The point about adding a little moss around the rooting zone of a mount is important. Do that, for sure. I've tried both ways, with and without, and I find the moss is helpful in terms of both speed and volume of root production.

But I'll also observe that broms just act like individuals. I mean, throw a half-dozen in a single viv, and they're all gonna do their own thing in their own sweet time. Some will be throwing roots within a week, others can sit for months, as you have experienced. I've had some go a long long time too. Now, having them all just sit there is outside my experience. 
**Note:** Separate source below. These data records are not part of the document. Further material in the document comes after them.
use super::*;
use std::cell::Cell;
use talkboard_shared::Id;

const KEY: &str = "user";

fn sample_user() -> SessionUser {
    SessionUser {
        user_id: Id::Number(1),
        email: "a@b.com".to_string(),
        nickname: "n".to_string(),
        profile_image_url: Some("/img/me.png".to_string()),
    }
}

// =========================================================
// 基本读写
// =========================================================

#[test]
fn starts_logged_out() {
    let store = UserStore::new(MemoryStore::new(), KEY);
    assert!(!store.is_logged_in());
    assert!(store.get_user().is_none());
}

#[test]
fn set_user_marks_logged_in_and_persists() {
    let storage = MemoryStore::new();
    let store = UserStore::new(storage.clone(), KEY);

    store.set_user(sample_user());

    assert!(store.is_logged_in());
    assert_eq!(store.get_user(), Some(sample_user()));
    let raw = storage.get(KEY).unwrap();
    let persisted: SessionUser = serde_json::from_str(&raw).unwrap();
    assert_eq!(persisted, sample_user());
}

#[test]
fn clear_user_removes_record_and_key() {
    let storage = MemoryStore::new();
    let store = UserStore::new(storage.clone(), KEY);
    store.set_user(sample_user());

    store.clear_user();

    assert!(!store.is_logged_in());
    assert!(!storage.contains(KEY));
    // 再次清除不应出错
    store.clear_user();
    assert!(!store.is_logged_in());
}

// =========================================================
// 恢复
// =========================================================

#[test]
fn restore_after_restart_returns_equal_user() {
    let storage = MemoryStore::new();
    {
        let before_restart = UserStore::new(storage.clone(), KEY);
        before_restart.set_user(sample_user());
    }

    let after_restart = UserStore::new(storage.clone(), KEY);
    assert!(!after_restart.is_logged_in());

    let restored = after_restart.restore_user();
    assert_eq!(restored, Some(sample_user()));
    assert!(after_restart.is_logged_in());
    assert_eq!(after_restart.get_user(), Some(sample_user()));
}

#[test]
fn restore_with_corrupted_record_logs_out_and_clears_key() {
    let storage = MemoryStore::new();
    storage.insert_raw(KEY, "{not json");
    let store = UserStore::new(storage.clone(), KEY);

    assert_eq!(store.restore_user(), None);
    assert!(!store.is_logged_in());
    assert!(!storage.contains(KEY));
}

#[test]
fn restore_with_wrong_shape_is_treated_as_absent() {
    let storage = MemoryStore::new();
    storage.insert_raw(KEY, r#"{"nickname":"only"}"#);
    let store = UserStore::new(storage.clone(), KEY);

    assert_eq!(store.restore_user(), None);
    assert!(!storage.contains(KEY));
}

#[test]
fn restore_without_record_is_none() {
    let store = UserStore::new(MemoryStore::new(), KEY);
    assert_eq!(store.restore_user(), None);
    assert!(!store.is_logged_in());
}

#[test]
fn custom_key_is_honored() {
    let storage = MemoryStore::new();
    let store = UserStore::new(storage.clone(), "board_user");
    store.set_user(sample_user());
    assert!(storage.contains("board_user"));
    assert!(!storage.contains(KEY));
}

// =========================================================
// 更新与订阅
// =========================================================

#[test]
fn update_user_writes_through() {
    let storage = MemoryStore::new();
    let store = UserStore::new(storage.clone(), KEY);
    store.set_user(sample_user());

    store.update_user(|u| u.nickname = "renamed".to_string());

    assert_eq!(store.get_user().unwrap().nickname, "renamed");
    let persisted: SessionUser = serde_json::from_str(&storage.get(KEY).unwrap()).unwrap();
    assert_eq!(persisted.nickname, "renamed");
}

#[test]
fn update_user_without_user_is_noop() {
    let storage = MemoryStore::new();
    let store = UserStore::new(storage.clone(), KEY);
    store.update_user(|u| u.nickname = "ghost".to_string());
    assert!(!store.is_logged_in());
    assert!(!storage.contains(KEY));
}

#[test]
fn subscribers_see_every_mutation() {
    let store = UserStore::new(MemoryStore::new(), KEY);
    let calls = Rc::new(Cell::new(0));
    let last_logged_in = Rc::new(Cell::new(false));
    {
        let calls = calls.clone();
        let last_logged_in = last_logged_in.clone();
        store.subscribe(move |user| {
            calls.set(calls.get() + 1);
            last_logged_in.set(user.is_some());
        });
    }

    store.set_user(sample_user());
    assert_eq!(calls.get(), 1);
    assert!(last_logged_in.get());

    store.clear_user();
    assert_eq!(calls.get(), 2);
    assert!(!last_logged_in.get());
}

/// 存储不可用（写入失败）时，内存中的会话仍然有效
#[test]
fn unavailable_storage_degrades_softly() {
    struct BrokenStore;
    impl KeyValueStore for BrokenStore {
        fn get(&self, _key: &str) -> Option<String> {
            None
        }
        fn set(&self, _key: &str, _value: &str) -> bool {
            false
        }
        fn delete(&self, _key: &str) -> bool {
            false
        }
    }

    let store = UserStore::new(BrokenStore, KEY);
    store.set_user(sample_user());
    assert!(store.is_logged_in());
    assert_eq!(store.restore_user(), None);
    store.clear_user();
    assert!(!store.is_logged_in());
}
As for the general dryness - have you tried filling up your drainage layer? Well, not quite all the way, but mostly, like 75%. The best way I found, is to sprinkle the whole substrate bed, lightly several times, waiting between sprinkles. There's quite a time lag. But once you're "there", I wonder if you'll be happier...something to chew on.

Good luck!


----------



## TropicalGina (Dec 18, 2018)

I mount a lot of bromeliads in trees and on rocks outside as well as grow them in the ground. Adding a little moss around the base is definitely a plus. We tie them to stuff with jute twine until they root by fastening it around the stolon (if there is one, some broms are stoloniferous and some aren;t but most of the little mini-neoregelia used in terrarium culture are). I would see how that might not be the best way in a terrarium but if you would be bothered by the look of the jute until it rooted onto the surface, but it can be removed (or left to decompose) later. A little pile of orchid bark is also something they can appreciate. I would post photos but I don't know how to post from anywhere except my computer's photo program


----------



## varanoid (Jan 21, 2011)

TropicalGina said:


> I mount a lot of bromeliads in trees and on rocks outside as well as grow them in the ground. Adding a little moss around the base is definitely a plus. We tie them to stuff with jute twine until they root by fastening it around the stolon (if there is one, some broms are stoloniferous and some aren;t but most of the little mini-neoregelia used in terrarium culture are). I would see how that might not be the best way in a terrarium but if you would be bothered by the look of the jute until it rooted onto the surface, but it can be removed (or left to decompose) later. A little pile of orchid bark is also something they can appreciate. I would post photos but I don't know how to post from anywhere except my computer's photo program


Here you go Gina. This is how you post pics on this forum. It is a sticky in another subforum.
https://www.dendroboard.com/forum/beginner-discussion/53573-tutorial-how-upload-photos-forum.html


----------